Vegan Student Wins Right Not to Pay for Meaty Meals on Religious Grounds
PETA Lawyers Urged Community College to Respect Vegan Student’s Belief System, Not Compel Her to Pay for Animal Slaughter Through Dining Plan
For Immediate Release:
January 21, 2016
Contact:
David Perle 202-483-7382
Suffolk County Community College has just granted a religious accommodation to vegan student Danielle Parpounas—who was initially ignored when she asked that the school waive her participation in a new $100 campus dining plan, which included only potato chips, nuts, and occasionally some fruit for vegan diners. PETA’s lawyers sent the school a letter demanding that it grant a religious waiver because Ms. Parpounas’ moral code, which leads her to consume no animal products, is entitled to protection.
“PETA thanks the school for recognizing that sincere and meaningful moral beliefs—such as animal-friendly, cruelty-free vegan eating—are entitled to religious protection under the United States Constitution,” says PETA Foundation Director of Litigation Matthew Strugar. “This young woman’s objections to the horrors of the industrialized meat and dairy industries deserve the legal protections that they’ve now received.”
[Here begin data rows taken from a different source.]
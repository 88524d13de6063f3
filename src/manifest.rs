//! Transfer summary and the `manifest.json` written next to stored frames.
//!
//! The downstream consumer reads the total frame count from here:
//!
//! ```json
//! {
//!   "total": 3,
//!   "base": 0,
//!   "increment": 1,
//!   "frames": [
//!     { "number": 0, "size": 10, "path": "/srv/frames/frame0.bin" },
//!     { "number": 1, "size": 0, "path": "/srv/frames/frame1.bin" },
//!     { "number": 2, "size": 2000, "path": "/srv/frames/frame2.bin" }
//!   ]
//! }
//! ```

use std::path::{Path, PathBuf};

use serde::{Deserialize, Serialize};

use crate::error::{FramewireError, Result};

/// File name of the manifest inside the destination directory.
pub const MANIFEST_FILE_NAME: &str = "manifest.json";

/// One transferred frame.
#[derive(Debug, Clone, PartialEq, Eq, Serialize, Deserialize)]
pub struct FrameRecord {
    /// Frame number.
    pub number: u64,
    /// Body size in bytes.
    pub size: u64,
    /// Stored file (receiving side only).
    #[serde(default, skip_serializing_if = "Option::is_none")]
    pub path: Option<PathBuf>,
}

/// Outcome of a complete frame sequence.
#[derive(Debug, Clone, PartialEq, Eq, Serialize, Deserialize)]
pub struct TransferSummary {
    /// Announced frame count.
    pub total: u64,
    /// First frame number.
    pub base: u64,
    /// Step between frame numbers.
    pub increment: u64,
    /// Frames in transfer order.
    pub frames: Vec<FrameRecord>,
}

impl TransferSummary {
    /// Create an empty summary.
    pub fn new(total: u64, base: u64, increment: u64) -> Self {
        Self {
            total,
            base,
            increment,
            frames: Vec::with_capacity(total.min(4096) as usize),
        }
    }

    /// Record a transferred frame.
    pub fn push(&mut self, number: u64, size: u64, path: Option<PathBuf>) {
        self.frames.push(FrameRecord { number, size, path });
    }

    /// Sum of all body sizes.
    pub fn total_bytes(&self) -> u64 {
        self.frames.iter().map(|f| f.size).sum()
    }

    /// `true` when every announced frame was transferred.
    pub fn is_complete(&self) -> bool {
        self.frames.len() as u64 == self.total
    }

    /// Serialize as pretty JSON.
    pub fn to_json(&self) -> Result<String> {
        Ok(serde_json::to_string_pretty(self)?)
    }

    /// Parse from JSON.
    pub fn from_json(json: &str) -> Result<Self> {
        Ok(serde_json::from_str(json)?)
    }

    /// Write `manifest.json` into `dir`; returns its path.
    pub async fn write_manifest(&self, dir: &Path) -> Result<PathBuf> {
        let path = dir.join(MANIFEST_FILE_NAME);
        let json = self.to_json()?;
        tokio::fs::write(&path, json)
            .await
            .map_err(|e| FramewireError::storage(&path, e))?;
        Ok(path)
    }

    /// Read `manifest.json` from `dir`.
    pub async fn read_manifest(dir: &Path) -> Result<Self> {
        let path = dir.join(MANIFEST_FILE_NAME);
        let json = tokio::fs::read_to_string(&path)
            .await
            .map_err(|e| FramewireError::storage(&path, e))?;
        Self::from_json(&json)
    }
}

#[cfg(test)]
mod tests {
    use super::*;

    fn sample() -> TransferSummary {
        let mut summary = TransferSummary::new(3, 0, 1);
        summary.push(0, 10, Some(PathBuf::from("out/frame0.bin")));
        summary.push(1, 0, Some(PathBuf::from("out/frame1.bin")));
        summary.push(2, 2000, Some(PathBuf::from("out/frame2.bin")));
        summary
    }

    #[test]
    fn test_totals() {
        let summary = sample();
        assert_eq!(summary.total_bytes(), 2010);
        assert!(summary.is_complete());

        let partial = TransferSummary::new(2, 0, 1);
        assert!(!partial.is_complete());
    }

    #[test]
    fn test_json_shape() {
        let json = sample().to_json().unwrap();
        let value: serde_json::Value = serde_json::from_str(&json).unwrap();

        assert_eq!(value["total"], 3);
        assert_eq!(value["increment"], 1);
        assert_eq!(value["frames"][2]["size"], 2000);
        assert_eq!(value["frames"][0]["path"], "out/frame0.bin");
    }

    #[test]
    fn test_sender_records_omit_path() {
        let mut summary = TransferSummary::new(1, 4, 2);
        summary.push(4, 1, None);

        let json = summary.to_json().unwrap();
        assert!(!json.contains("path"));
        assert_eq!(TransferSummary::from_json(&json).unwrap(), summary);
    }

    #[tokio::test]
    async fn test_write_to_missing_dir_is_storage_error() {
        let tmp = tempfile::tempdir().unwrap();
        let dir = tmp.path().join("missing").join("nested");

        let err = sample().write_manifest(&dir).await.unwrap_err();
        assert!(matches!(err, FramewireError::Storage { .. }));
    }

    #[tokio::test]
    async fn test_write_then_read_manifest() {
        let tmp = tempfile::tempdir().unwrap();

        let path = sample().write_manifest(tmp.path()).await.unwrap();
        assert_eq!(path, tmp.path().join(MANIFEST_FILE_NAME));
        assert_eq!(TransferSummary::read_manifest(tmp.path()).await.unwrap(), sample());
    }
}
Ms. Parpounas is aware that in today’s industrialized meat and dairy industries, chickens’ and turkeys’ throats are cut while they’re still conscious, piglets have their testicles and part of their tails cut off without being given any painkillers, fish are suffocated or cut open while they’re still alive on the decks of fishing boats, and calves are taken away from their mothers within hours of birth. As PETA—whose motto reads, in part, that “animals are not ours to eat”—points out in its letter, refusing to accommodate Ms. Parpounas’ ethical objections to such cruelty, while providing accommodation for theistic religious objections, would violate the Free Exercise Clause of the First Amendment and the Equal Protection Clause of the 14th Amendment.